My Mother’s Mink Coat and the Afterlife of Things




The eminent art writer, critic, and political commentator Lucy Lippard, exploits the detritus of her life, the inconsequential things that would not be considered “art” by any stretch of the imagination, in her newest book, Stuff, to create a memoir that she claims is not a memoir. The meaning she imparts to that “stuff” is ephemeral, unique, and as transient as her life. What remains is the writing those things inspired. I have often followed that route in my own writing. This is an example.  


It is the soft golden-brown color of a good scotch. Designed for fashion, not for warmth, my mom had the ¾ length mink coat with the bracelet length sleeves and cape-like shawl collar custom made for her petite frame around 1960, the same year my dad got caught in an affair with one of his female cousins. The coat appeared briefly, an apparition that was distinctly out of place among the vestiges of our middleclass post WWII life in suburban New Jersey. I caught a glimpse of it before mom zippered up the garment bag protecting the glossy sheen that previously had protected the living critters who had given their lives for this symbol of luxury. She pushed aside the wool coat and sweaters she often wore, hanging the bulky garment bag far back in the darkest corner of her bedroom closet. 


The mink coat was long forgotten when I discovered two diamond rings in my mother’s jewelry box. I was sorting through her tangle of immitation pearl necklaces and clip-on earrings looking for something I could wear to accompany my costume for my high school play. The rings stood out from the rest. Each unique design was a balance of intricately cut stones of varying sizes. They sparkled like they had just come from the jewelers showcase and were carefully tucked into separate velvet lined ring boxes along with the original receipt of authentication, stating the provenance of the stones, the number of carats, with an eye-popping purchase price. My mother’s hands were hardworking hands that remained unadorned during her life, save for the plain, thin gold band she wore that declared her as belonging to someone “until death do us part.” I replaced the ring boxes, exactly where I’d found them. Feeling like a detective, catching whiffs of whispered intimate conversations, and comparing dates on the receipts with family moments of acute stress, it appears these purchases were possibly mom’s way of striking back, taking revenge on their bank account each time dad got caught in another illicit encounter. I don’t know if they had joint bank accounts, or if she secretly ferreted away some grocery money every week, or if dad just gave her money when she asked for it. Economics, who controlled the money, were as secretive as sex in my family.  

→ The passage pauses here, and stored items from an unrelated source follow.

//! DM18 seed/key handshake guarding protected memory access.
//!
//! A tool sends a seed on the data security PGN; the engine answers with the
//! key computed by an application supplied [`SeedKeyGenerator`]:
//!
//! ```text
//! Seed (inbound) : [4 (long seed), x, seed_b0, seed_b1, seed_b2, seed_b3, x, x]
//! Key  (reply)   : [1 (key),       x, key_b0,  key_b1,  key_b2,  key_b3,  x, x]
//! ```
//! Bytes marked `x` are echoed unchanged; source and destination are swapped.
use crate::protocol::transport::can_id::ArbitrationId;
use crate::protocol::transport::pdu::Pdu;
use crate::protocol::transport::pgn::{Pgn, PGN_DATA_SECURITY};

/// Byte 0 of a long seed message.
pub const SECURITY_TYPE_LONG_SEED: u8 = 4;
/// Byte 0 of a key response.
pub const SECURITY_TYPE_KEY: u8 = 1;

/// Computes the key answering a seed. Any `Fn(u32) -> u32` qualifies.
pub trait SeedKeyGenerator {
    fn seed_to_key(&self, seed: u32) -> u32;
}

impl<F> SeedKeyGenerator for F
where
    F: Fn(u32) -> u32,
{
    fn seed_to_key(&self, seed: u32) -> u32 {
        self(seed)
    }
}

/// Seed carried by a long-seed data security PDU addressed to a node.
pub fn extract_seed(pdu: &Pdu) -> Option<u32> {
    if pdu.pgn() != PGN_DATA_SECURITY {
        return None;
    }
    let payload = pdu.payload();
    if payload.len() != 8 || payload[0] != SECURITY_TYPE_LONG_SEED {
        return None;
    }
    Some(u32::from_le_bytes([payload[2], payload[3], payload[4], payload[5]]))
}

/// Key response to a seed request, or `None` when `request` is not a long seed.
pub fn build_key_response<G>(request: &Pdu, generator: &G) -> Option<Pdu>
where
    G: SeedKeyGenerator + ?Sized,
{
    let seed = extract_seed(request)?;
    let key = generator.seed_to_key(seed);

    #[cfg(feature = "defmt")]
    defmt::info!("Seed {=u32:#x} yields key {=u32:#x}", seed, key);

    let request_id = request.arbitration_id;
    let id = ArbitrationId::from_parts(
        request_id.priority(),
        Pgn::from_value(PGN_DATA_SECURITY),
        request_id.destination_address()?,
        request_id.source_address(),
    );

    let mut payload = request.payload().to_vec();
    payload[0] = SECURITY_TYPE_KEY;
    payload[2..6].copy_from_slice(&key.to_le_bytes());
    Some(Pdu::assembled(id, payload, 0))
}
//! Transport protocol session tables.
//!
//! [`SessionTable`] rebuilds inbound multi-packet messages; it is owned by the
//! receive worker alone. [`TxSessions`] keeps the TP.DT frames of outbound
//! RTS/CTS transfers until the receiver acknowledges them.
//! Both are keyed by `(source, destination)`, destination 0xFF for broadcasts.
use crate::error::ProtocolViolation;
use crate::protocol::transport::can_frame::CanFrame;
use crate::protocol::transport::can_id::ArbitrationId;
use crate::protocol::transport::pdu::Pdu;
use crate::protocol::transport::pgn::Pgn;
use crate::protocol::transport::tp::ConnectionManagement;
use crate::protocol::transport::{ADDRESS_GLOBAL, MAX_PDU_PAYLOAD};
use alloc::collections::BTreeMap;
use alloc::vec::Vec;

/// `(source, destination)` pair identifying a transfer.
pub type SessionKey = (u8, u8);

//==================================================================================RX
#[derive(Debug, Clone, Copy, PartialEq, Eq)]
#[cfg_attr(feature = "defmt", derive(defmt::Format))]
pub enum SessionKind {
    /// Connection mode (RTS/CTS).
    Rts,
    /// Broadcast announce.
    Bam,
}

#[derive(Debug, Clone)]
/// Inbound transfer being reassembled.
pub struct RxSession {
    pub source: u8,
    pub destination: u8,
    pub total_length: usize,
    pub total_segments: u8,
    pub message_pgn: u32,
    pub priority: u8,
    pub kind: SessionKind,
    pub timestamp_us: u64,
    buffer: Vec<u8>,
}

impl RxSession {
    /// Bytes received so far.
    pub fn received(&self) -> usize {
        self.buffer.len()
    }
}

#[derive(Debug, Clone, PartialEq, Eq)]
/// Reassembled message handed back to the dispatcher.
pub struct CompletedMessage {
    pub source: u8,
    pub destination: u8,
    pub message_pgn: u32,
    pub priority: u8,
    pub kind: SessionKind,
    pub total_segments: u8,
    pub timestamp_us: u64,
    pub payload: Vec<u8>,
}

impl CompletedMessage {
    /// EOM-ACK answering this transfer (connection mode only).
    pub fn end_of_message_ack(&self) -> ConnectionManagement {
        ConnectionManagement::EndOfMessageAck {
            total_size: self.payload.len() as u16,
            total_packets: self.total_segments,
            pgn: self.message_pgn,
        }
    }

    /// Logical message carried by the transfer.
    pub fn into_pdu(self) -> Pdu {
        let arbitration_id = ArbitrationId::from_parts(
            self.priority,
            Pgn::from_value(self.message_pgn),
            self.source,
            self.destination,
        );
        Pdu::assembled(arbitration_id, self.payload, self.timestamp_us)
    }
}

#[derive(Debug)]
/// Result of feeding a TP.DT frame to the table.
pub enum ProcessResult {
    /// Frame integrated but additional packets are still missing.
    FragmentConsumed,
    /// The announced length was reached; the session is closed.
    MessageComplete(CompletedMessage),
}

#[derive(Debug, Default)]
/// Inbound reassembly sessions.
pub struct SessionTable {
    sessions: BTreeMap<SessionKey, RxSession>,
}

impl SessionTable {
    pub const fn new() -> Self {
        Self {
            sessions: BTreeMap::new(),
        }
    }

    /// Open a session from an RTS or BAM, replacing (and discarding) any
    /// partial transfer of the same pair. Returns `Ok(true)` on replacement.
    ///
    /// BAM sessions are always keyed with destination 0xFF.
    pub fn open(
        &mut self,
        source: u8,
        destination: u8,
        announce: &ConnectionManagement,
        priority: u8,
        timestamp_us: u64,
    ) -> Result<bool, ProtocolViolation> {
        let (total_size, total_packets, kind, destination) = match *announce {
            ConnectionManagement::RequestToSend {
                total_size,
                total_packets,
                ..
            } => (total_size, total_packets, SessionKind::Rts, destination),
            ConnectionManagement::BroadcastAnnounce {
                total_size,
                total_packets,
                ..
            } => (total_size, total_packets, SessionKind::Bam, ADDRESS_GLOBAL),
            _ => return Err(ProtocolViolation::MalformedControl { sender: source }),
        };

        let total_length = usize::from(total_size);
        if total_length == 0 || total_length > MAX_PDU_PAYLOAD {
            return Err(ProtocolViolation::MalformedControl { sender: source });
        }

        let session = RxSession {
            source,
            destination,
            total_length,
            total_segments: total_packets,
            message_pgn: announce.pgn(),
            priority,
            kind,
            timestamp_us,
            buffer: Vec::with_capacity(total_length),
        };
        Ok(self.sessions.insert((source, destination), session).is_some())
    }

    /// Append the seven data bytes of a TP.DT frame. Completion is length
    /// based: once the buffer holds the announced total, it is truncated and
    /// the session removed.
    pub fn process_frame(
        &mut self,
        source: u8,
        destination: u8,
        data: &[u8],
    ) -> Result<ProcessResult, ProtocolViolation> {
        let key = (source, destination);
        let session = self
            .sessions
            .get_mut(&key)
            .ok_or(ProtocolViolation::OrphanData {
                sender: source,
                receiver: destination,
            })?;

        if let Some(bytes) = data.get(1..) {
            session.buffer.extend_from_slice(bytes);
        }
        if session.buffer.len() < session.total_length {
            return Ok(ProcessResult::FragmentConsumed);
        }

        let Some(mut session) = self.sessions.remove(&key) else {
            return Ok(ProcessResult::FragmentConsumed);
        };
        session.buffer.truncate(session.total_length);
        Ok(ProcessResult::MessageComplete(CompletedMessage {
            source: session.source,
            destination: session.destination,
            message_pgn: session.message_pgn,
            priority: session.priority,
            kind: session.kind,
            total_segments: session.total_segments,
            timestamp_us: session.timestamp_us,
            payload: session.buffer,
        }))
    }

    /// Drop a session after an Abort. Returns `true` when one existed.
    pub fn abort(&mut self, source: u8, destination: u8) -> bool {
        self.sessions.remove(&(source, destination)).is_some()
    }

    pub fn get(&self, source: u8, destination: u8) -> Option<&RxSession> {
        self.sessions.get(&(source, destination))
    }

    pub fn len(&self) -> usize {
        self.sessions.len()
    }

    pub fn is_empty(&self) -> bool {
        self.sessions.is_empty()
    }

    pub fn clear(&mut self) {
        self.sessions.clear();
    }
}

//==================================================================================TX
#[derive(Debug, Clone)]
/// Outbound connection-mode transfer waiting for CTS / EOM-ACK.
pub struct TxSession {
    pub frames: Vec<CanFrame>,
    pub message_pgn: u32,
    pub total_length: usize,
}

impl TxSession {
    /// Frames `next..next + count - 1` (1-based), clamped to the transfer.
    pub fn window(&self, count: u8, next: u8) -> &[CanFrame] {
        let start = usize::from(next.max(1)) - 1;
        let end = start.saturating_add(usize::from(count)).min(self.frames.len());
        self.frames.get(start..end).unwrap_or(&[])
    }
}

#[derive(Debug, Default)]
/// Pending outbound transfers keyed by `(source, destination)`.
pub struct TxSessions {
    sessions: BTreeMap<SessionKey, TxSession>,
}

impl TxSessions {
    pub const fn new() -> Self {
        Self {
            sessions: BTreeMap::new(),
        }
    }

    /// Store a transfer; returns the one it replaced, if any.
    pub fn insert(&mut self, source: u8, destination: u8, session: TxSession) -> Option<TxSession> {
        self.sessions.insert((source, destination), session)
    }

    pub fn get(&self, source: u8, destination: u8) -> Option<&TxSession> {
        self.sessions.get(&(source, destination))
    }

    pub fn remove(&mut self, source: u8, destination: u8) -> Option<TxSession> {
        self.sessions.remove(&(source, destination))
    }

    pub fn len(&self) -> usize {
        self.sessions.len()
    }

    pub fn is_empty(&self) -> bool {
        self.sessions.is_empty()
    }
}
//! In-memory representation of a classic CAN frame as seen by the J1939 layer.
use crate::protocol::transport::can_id::ArbitrationId;
use embedded_can::{ExtendedId, Frame, Id};

#[derive(Clone, Debug, PartialEq, Eq)]
/// Raw CAN frame as read from or written to the bus.
pub struct CanFrame {
    /// Standard or extended identifier. Only extended identifiers carry J1939 traffic.
    pub id: Id,
    /// Payload buffer. Bytes past `len` are unspecified.
    pub data: [u8; 8],
    /// Number of valid payload bytes (Data Length Code, 0 to 8).
    pub len: usize,
    /// Reception time in microseconds, as stamped by the driver (0 when unknown).
    pub timestamp_us: u64,
    /// Remote transmission request.
    pub remote: bool,
}

impl CanFrame {
    /// Build an extended data frame for a J1939 identifier. `None` above 8 bytes.
    pub fn new_j1939(id: &ArbitrationId, data: &[u8]) -> Option<Self> {
        // can_id() never exceeds 29 bits
        let raw = ExtendedId::new(id.can_id()).unwrap_or(ExtendedId::MAX);
        <Self as Frame>::new(raw, data)
    }

    /// Full eight-byte extended frame, as used by the transport protocol.
    pub(crate) fn from_id_bytes(id: &ArbitrationId, data: [u8; 8]) -> Self {
        Self {
            id: Id::Extended(ExtendedId::new(id.can_id()).unwrap_or(ExtendedId::MAX)),
            data,
            len: 8,
            timestamp_us: 0,
            remote: false,
        }
    }

    /// Attach a reception timestamp.
    pub fn with_timestamp(mut self, timestamp_us: u64) -> Self {
        self.timestamp_us = timestamp_us;
        self
    }

    /// J1939 identifier of an extended frame, `None` for standard frames.
    pub fn arbitration_id(&self) -> Option<ArbitrationId> {
        match self.id {
            Id::Extended(id) => Some(ArbitrationId::from_can_id(id.as_raw())),
            Id::Standard(_) => None,
        }
    }

    /// Raw identifier bits (11 or 29 bits wide).
    pub fn raw_id(&self) -> u32 {
        match self.id {
            Id::Extended(id) => id.as_raw(),
            Id::Standard(id) => id.as_raw() as u32,
        }
    }

    /// Valid payload bytes. A `len` above 8 is clamped to the buffer.
    pub fn payload(&self) -> &[u8] {
        &self.data[..self.len.min(8)]
    }
}

impl Frame for CanFrame {
    fn new(id: impl Into<Id>, data: &[u8]) -> Option<Self> {
        if data.len() > 8 {
            return None;
        }
        let mut buffer = [0u8; 8];
        buffer[..data.len()].copy_from_slice(data);
        Some(Self {
            id: id.into(),
            data: buffer,
            len: data.len(),
            timestamp_us: 0,
            remote: false,
        })
    }

    fn new_remote(id: impl Into<Id>, dlc: usize) -> Option<Self> {
        if dlc > 8 {
            return None;
        }
        Some(Self {
            id: id.into(),
            data: [0u8; 8],
            len: dlc,
            timestamp_us: 0,
            remote: true,
        })
    }

    fn is_extended(&self) -> bool {
        matches!(self.id, Id::Extended(_))
    }

    fn is_remote_frame(&self) -> bool {
        self.remote
    }

    fn id(&self) -> Id {
        self.id
    }

    fn dlc(&self) -> usize {
        self.len.min(8)
    }

    fn data(&self) -> &[u8] {
        self.payload()
    }
}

Mom was an only child raised in a loving, conservative, well maintained, New York City home. She married the man of her dreams, a dashing B17 bomber pilot she met at a friend’s wedding when he was home on leave from WWII in late 1944. At least that’s the story old letters and sepia tinged photos tell that I discovered rummaging around in a musty trunk stored in my grandparent’s attic in Queens. I was born in 1945, the year the war ended, and the war hero returned home for good. Things were not rosy from the start. Dad couldn’t transition his daredevil love of flying planes in wartime to a job as a civilian aircraft pilot due to the case of spinal meningitis he contracted during the war. I’m not sure why that counted as a disability since he appeared to have no observable affliction. If he was devasted, or at least embittered that his heroic contributions during battle became meaningless once the smoke and fire and threats from our nations distant enemies subsided, those feelings were shrouded, wrapped up in the red stripes and white stars of patriotism that he displayed throughout his life. 


Dad bounced around, trying a few jobs, one he held briefly as a haberdasher in NYC. The pressure to reintegrate, to put the deprivation of war behind you, to live the American Dream that winning this war promised must’ve been intense. He ultimately found work as an automobile mechanic. It was a job he was good at but was brutal on the debonair image this former high school valedictorian, voted most likely to succeed with a ticket to attend Dartmouth, always maintained in public. The work of an automobile mechanic in mid 20th century America was grueling; physically, and psychologically, particularly when lying on your back on the concrete floor of an unheated garage in winter. Being responsible, at least being perceived as responsible, was a point of pride. He had a young wife and child to support. He may have regretted his impetuous decision to marry a woman he had known for a total of seven days before tying the knot. When war looms, when life and death are equally possible in your immediate future, there is no such thing as long-term planning. There is only now.   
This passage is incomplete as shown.